Your goal: Your response should be every line from the entries that includes the string "crate".

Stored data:
····················
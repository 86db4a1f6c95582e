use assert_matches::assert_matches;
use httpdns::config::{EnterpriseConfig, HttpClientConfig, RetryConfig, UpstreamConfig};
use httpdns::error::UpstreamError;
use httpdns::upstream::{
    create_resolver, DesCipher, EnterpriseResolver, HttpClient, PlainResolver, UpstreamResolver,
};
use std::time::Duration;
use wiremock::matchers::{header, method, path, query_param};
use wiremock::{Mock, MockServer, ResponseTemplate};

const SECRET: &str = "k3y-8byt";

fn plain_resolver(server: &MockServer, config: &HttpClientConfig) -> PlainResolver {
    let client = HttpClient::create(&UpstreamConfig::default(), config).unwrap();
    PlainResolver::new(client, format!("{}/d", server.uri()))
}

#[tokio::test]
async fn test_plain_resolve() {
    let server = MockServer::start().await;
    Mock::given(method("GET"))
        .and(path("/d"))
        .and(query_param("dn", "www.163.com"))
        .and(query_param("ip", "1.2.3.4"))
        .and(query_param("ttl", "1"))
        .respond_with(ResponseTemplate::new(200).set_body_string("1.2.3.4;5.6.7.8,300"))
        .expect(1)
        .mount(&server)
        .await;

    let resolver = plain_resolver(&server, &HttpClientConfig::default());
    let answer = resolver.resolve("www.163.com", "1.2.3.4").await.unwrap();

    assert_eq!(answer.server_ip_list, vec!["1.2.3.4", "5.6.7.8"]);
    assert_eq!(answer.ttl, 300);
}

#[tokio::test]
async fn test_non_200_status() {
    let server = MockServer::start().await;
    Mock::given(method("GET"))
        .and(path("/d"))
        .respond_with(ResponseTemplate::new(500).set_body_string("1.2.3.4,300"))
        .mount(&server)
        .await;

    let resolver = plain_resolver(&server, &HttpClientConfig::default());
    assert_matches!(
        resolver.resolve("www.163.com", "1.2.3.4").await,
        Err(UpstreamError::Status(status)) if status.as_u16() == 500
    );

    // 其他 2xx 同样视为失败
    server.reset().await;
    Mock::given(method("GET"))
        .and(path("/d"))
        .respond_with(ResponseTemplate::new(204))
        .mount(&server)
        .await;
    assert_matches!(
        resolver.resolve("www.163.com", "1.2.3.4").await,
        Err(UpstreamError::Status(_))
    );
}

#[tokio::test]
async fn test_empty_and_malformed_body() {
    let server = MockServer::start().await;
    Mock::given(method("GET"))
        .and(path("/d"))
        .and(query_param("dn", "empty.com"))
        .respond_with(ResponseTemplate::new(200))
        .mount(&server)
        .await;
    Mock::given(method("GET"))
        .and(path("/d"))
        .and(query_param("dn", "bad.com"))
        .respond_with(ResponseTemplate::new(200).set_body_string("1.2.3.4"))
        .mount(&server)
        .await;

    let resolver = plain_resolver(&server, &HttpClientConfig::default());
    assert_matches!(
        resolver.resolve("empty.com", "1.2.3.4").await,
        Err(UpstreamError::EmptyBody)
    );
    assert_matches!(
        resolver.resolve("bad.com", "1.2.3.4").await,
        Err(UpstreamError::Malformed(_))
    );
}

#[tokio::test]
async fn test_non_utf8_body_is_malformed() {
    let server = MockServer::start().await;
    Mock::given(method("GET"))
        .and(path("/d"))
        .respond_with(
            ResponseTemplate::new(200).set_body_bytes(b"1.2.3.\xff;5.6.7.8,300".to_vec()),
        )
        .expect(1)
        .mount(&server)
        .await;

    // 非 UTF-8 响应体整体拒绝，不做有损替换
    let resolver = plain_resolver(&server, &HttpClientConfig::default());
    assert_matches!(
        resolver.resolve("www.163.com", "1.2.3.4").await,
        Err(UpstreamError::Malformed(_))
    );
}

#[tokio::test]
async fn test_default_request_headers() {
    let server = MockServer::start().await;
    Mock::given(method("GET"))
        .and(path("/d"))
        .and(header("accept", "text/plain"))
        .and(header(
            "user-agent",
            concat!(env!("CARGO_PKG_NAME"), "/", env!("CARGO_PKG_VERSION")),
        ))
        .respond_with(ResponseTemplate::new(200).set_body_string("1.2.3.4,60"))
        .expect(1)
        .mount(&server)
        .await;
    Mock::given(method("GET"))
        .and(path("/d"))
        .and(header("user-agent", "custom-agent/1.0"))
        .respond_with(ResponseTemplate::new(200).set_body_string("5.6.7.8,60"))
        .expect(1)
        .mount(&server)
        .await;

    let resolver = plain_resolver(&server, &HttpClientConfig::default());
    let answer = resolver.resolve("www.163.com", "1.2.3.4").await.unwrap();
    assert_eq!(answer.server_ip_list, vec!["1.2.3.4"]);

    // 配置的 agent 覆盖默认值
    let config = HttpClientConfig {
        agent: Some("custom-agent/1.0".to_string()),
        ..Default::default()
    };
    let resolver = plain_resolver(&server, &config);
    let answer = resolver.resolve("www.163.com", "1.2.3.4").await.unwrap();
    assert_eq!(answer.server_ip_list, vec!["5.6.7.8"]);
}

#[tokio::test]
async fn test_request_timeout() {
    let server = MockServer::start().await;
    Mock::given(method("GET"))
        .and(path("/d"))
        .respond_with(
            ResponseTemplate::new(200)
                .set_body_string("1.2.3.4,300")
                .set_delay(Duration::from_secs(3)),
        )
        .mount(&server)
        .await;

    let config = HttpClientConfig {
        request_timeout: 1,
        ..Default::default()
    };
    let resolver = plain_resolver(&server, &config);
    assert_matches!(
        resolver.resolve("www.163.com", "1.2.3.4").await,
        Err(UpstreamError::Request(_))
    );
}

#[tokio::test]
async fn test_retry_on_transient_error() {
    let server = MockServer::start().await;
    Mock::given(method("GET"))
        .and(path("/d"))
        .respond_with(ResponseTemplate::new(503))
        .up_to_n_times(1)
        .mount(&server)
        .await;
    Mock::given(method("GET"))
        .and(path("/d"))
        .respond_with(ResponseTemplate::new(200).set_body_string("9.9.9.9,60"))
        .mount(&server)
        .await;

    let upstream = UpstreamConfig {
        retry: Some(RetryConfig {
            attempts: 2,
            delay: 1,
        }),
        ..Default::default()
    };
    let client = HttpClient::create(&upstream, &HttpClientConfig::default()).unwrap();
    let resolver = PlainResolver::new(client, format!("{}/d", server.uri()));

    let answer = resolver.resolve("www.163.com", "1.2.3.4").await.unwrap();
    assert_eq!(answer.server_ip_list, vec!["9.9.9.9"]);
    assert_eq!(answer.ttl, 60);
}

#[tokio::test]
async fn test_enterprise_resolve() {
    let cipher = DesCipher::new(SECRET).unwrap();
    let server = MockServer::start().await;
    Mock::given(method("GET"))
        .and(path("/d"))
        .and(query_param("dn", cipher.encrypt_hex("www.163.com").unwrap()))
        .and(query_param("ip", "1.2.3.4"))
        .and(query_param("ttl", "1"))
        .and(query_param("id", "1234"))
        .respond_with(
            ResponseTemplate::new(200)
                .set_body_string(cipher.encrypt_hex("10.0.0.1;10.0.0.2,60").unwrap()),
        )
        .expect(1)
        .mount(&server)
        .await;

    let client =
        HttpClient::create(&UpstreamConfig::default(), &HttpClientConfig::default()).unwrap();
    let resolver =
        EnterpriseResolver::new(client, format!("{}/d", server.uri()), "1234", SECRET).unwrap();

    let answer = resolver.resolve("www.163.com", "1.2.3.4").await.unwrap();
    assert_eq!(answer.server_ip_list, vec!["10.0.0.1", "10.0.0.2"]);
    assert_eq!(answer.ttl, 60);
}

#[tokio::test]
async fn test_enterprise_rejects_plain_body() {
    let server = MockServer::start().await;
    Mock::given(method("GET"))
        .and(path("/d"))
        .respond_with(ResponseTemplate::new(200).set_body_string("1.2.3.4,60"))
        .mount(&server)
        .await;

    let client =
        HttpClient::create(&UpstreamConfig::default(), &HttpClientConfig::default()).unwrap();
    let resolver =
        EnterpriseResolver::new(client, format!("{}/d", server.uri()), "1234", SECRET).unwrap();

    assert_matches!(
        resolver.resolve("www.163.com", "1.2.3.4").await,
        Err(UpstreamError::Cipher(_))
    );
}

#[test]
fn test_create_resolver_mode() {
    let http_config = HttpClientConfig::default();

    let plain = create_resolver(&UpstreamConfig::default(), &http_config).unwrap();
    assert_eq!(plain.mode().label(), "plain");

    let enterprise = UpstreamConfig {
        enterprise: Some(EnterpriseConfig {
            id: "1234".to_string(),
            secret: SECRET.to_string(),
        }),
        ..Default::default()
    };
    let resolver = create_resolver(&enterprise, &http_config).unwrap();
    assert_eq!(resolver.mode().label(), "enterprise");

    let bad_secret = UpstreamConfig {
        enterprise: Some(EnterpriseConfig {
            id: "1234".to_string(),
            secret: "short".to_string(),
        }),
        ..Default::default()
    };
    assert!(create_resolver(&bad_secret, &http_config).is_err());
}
····················
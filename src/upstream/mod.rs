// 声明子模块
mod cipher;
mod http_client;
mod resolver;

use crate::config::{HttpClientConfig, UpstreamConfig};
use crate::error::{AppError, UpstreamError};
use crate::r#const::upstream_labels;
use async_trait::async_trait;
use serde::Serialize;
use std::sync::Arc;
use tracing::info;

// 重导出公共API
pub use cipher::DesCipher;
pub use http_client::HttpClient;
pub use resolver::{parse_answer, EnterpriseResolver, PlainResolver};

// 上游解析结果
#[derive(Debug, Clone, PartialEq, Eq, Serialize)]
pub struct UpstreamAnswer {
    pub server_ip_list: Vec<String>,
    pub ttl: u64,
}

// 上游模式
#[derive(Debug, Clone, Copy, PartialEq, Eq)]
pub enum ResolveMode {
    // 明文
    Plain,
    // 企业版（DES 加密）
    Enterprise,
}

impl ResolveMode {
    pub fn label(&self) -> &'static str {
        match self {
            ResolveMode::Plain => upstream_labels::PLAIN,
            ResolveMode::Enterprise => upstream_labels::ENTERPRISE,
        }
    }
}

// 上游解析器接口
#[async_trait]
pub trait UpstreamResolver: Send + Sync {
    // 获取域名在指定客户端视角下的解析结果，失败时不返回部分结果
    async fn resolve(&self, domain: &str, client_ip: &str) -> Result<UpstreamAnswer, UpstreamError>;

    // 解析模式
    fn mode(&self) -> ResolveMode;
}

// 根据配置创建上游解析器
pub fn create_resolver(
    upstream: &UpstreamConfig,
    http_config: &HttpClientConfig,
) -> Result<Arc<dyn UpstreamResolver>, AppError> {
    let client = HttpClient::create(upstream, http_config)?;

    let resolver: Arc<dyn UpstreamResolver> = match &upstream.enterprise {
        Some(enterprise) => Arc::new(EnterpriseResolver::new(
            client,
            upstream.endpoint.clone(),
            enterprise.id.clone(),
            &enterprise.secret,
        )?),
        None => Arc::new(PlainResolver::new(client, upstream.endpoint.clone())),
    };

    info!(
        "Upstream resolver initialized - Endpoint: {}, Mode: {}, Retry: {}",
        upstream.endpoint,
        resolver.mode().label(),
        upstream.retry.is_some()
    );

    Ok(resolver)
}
····················
Response to this exercise:
use crate::config::{HttpClientConfig, UpstreamConfig};
use crate::error::{AppError, UpstreamError};
use crate::r#const::upstream_labels;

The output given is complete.